++++ LISTED ENTRIES
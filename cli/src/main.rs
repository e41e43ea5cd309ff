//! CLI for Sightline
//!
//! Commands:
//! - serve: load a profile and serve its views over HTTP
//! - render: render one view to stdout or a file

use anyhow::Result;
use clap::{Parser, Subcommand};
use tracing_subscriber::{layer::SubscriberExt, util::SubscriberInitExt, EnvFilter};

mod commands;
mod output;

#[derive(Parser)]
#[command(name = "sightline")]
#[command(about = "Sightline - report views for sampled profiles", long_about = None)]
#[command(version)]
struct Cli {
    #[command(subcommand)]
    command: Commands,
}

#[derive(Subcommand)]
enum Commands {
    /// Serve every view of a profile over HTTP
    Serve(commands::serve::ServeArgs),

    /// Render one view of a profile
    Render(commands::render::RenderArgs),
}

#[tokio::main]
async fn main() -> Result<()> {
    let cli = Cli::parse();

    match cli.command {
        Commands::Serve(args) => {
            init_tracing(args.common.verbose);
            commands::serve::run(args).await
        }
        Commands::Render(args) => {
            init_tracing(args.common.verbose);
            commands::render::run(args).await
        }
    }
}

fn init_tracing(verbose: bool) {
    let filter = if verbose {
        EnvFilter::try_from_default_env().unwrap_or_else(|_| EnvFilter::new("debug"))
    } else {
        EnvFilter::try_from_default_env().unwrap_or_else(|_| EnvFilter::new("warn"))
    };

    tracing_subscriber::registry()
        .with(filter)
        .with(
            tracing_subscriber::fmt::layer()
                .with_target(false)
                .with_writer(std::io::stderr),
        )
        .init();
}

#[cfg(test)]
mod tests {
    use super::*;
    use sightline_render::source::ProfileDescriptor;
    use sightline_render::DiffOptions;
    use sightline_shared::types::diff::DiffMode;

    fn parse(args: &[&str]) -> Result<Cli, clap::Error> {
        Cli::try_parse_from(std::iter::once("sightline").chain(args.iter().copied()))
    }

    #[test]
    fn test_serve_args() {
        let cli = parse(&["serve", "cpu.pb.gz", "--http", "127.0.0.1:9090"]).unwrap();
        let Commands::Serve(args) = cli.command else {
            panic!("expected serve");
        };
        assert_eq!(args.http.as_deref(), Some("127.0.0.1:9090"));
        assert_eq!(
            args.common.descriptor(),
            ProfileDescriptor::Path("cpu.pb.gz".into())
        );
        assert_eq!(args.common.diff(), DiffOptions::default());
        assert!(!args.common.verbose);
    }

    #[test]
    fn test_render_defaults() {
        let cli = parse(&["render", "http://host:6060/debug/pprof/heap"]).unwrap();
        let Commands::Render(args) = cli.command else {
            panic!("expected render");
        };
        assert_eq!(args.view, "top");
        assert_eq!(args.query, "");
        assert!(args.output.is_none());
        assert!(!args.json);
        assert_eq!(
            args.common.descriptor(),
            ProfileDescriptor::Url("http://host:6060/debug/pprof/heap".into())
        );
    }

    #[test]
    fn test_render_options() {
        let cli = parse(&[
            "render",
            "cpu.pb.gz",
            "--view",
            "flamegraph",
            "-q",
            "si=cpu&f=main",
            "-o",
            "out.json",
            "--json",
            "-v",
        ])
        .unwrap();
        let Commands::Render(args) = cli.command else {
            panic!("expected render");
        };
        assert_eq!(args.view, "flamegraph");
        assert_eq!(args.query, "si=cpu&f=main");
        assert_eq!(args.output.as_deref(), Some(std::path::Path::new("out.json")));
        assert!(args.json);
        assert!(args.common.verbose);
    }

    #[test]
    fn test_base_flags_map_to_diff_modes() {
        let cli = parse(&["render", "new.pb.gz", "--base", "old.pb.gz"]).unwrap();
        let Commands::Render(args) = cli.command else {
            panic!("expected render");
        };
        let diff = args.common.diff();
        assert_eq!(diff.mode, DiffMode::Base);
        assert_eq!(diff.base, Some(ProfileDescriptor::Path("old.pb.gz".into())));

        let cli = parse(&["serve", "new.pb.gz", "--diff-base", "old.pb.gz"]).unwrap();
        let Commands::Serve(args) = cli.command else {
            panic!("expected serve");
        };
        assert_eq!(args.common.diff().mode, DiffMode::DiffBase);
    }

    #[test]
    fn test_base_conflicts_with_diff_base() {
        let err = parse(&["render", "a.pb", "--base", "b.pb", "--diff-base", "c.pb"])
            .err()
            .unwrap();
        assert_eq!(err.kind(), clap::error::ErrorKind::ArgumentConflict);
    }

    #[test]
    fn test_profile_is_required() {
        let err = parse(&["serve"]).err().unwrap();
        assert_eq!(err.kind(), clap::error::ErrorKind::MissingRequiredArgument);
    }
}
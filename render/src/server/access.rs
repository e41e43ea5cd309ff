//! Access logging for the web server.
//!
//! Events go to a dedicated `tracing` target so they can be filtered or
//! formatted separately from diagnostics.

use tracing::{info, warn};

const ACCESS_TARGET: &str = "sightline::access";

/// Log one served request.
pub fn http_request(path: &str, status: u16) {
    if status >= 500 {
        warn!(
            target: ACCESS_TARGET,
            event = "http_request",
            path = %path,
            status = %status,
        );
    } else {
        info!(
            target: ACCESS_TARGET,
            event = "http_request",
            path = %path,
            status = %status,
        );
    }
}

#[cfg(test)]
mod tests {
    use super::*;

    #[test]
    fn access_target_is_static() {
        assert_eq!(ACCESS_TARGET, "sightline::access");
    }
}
++++++++
## WHAT TO DO
Quote exactly the first line of the entries and every line after it, stopping with the line that contains "mod output;".

## SOLUTION TO THE EXERCISE
filename cli/src/main.rs
repository e41e43ea5cd309ff
//! CLI for Sightline
//!
//! Commands:
//! - serve: load a profile and serve its views over HTTP
//! - render: render one view to stdout or a file

use anyhow::Result;
use clap::{Parser, Subcommand};
use tracing_subscriber::{layer::SubscriberExt, util::SubscriberInitExt, EnvFilter};

mod commands;
mod output;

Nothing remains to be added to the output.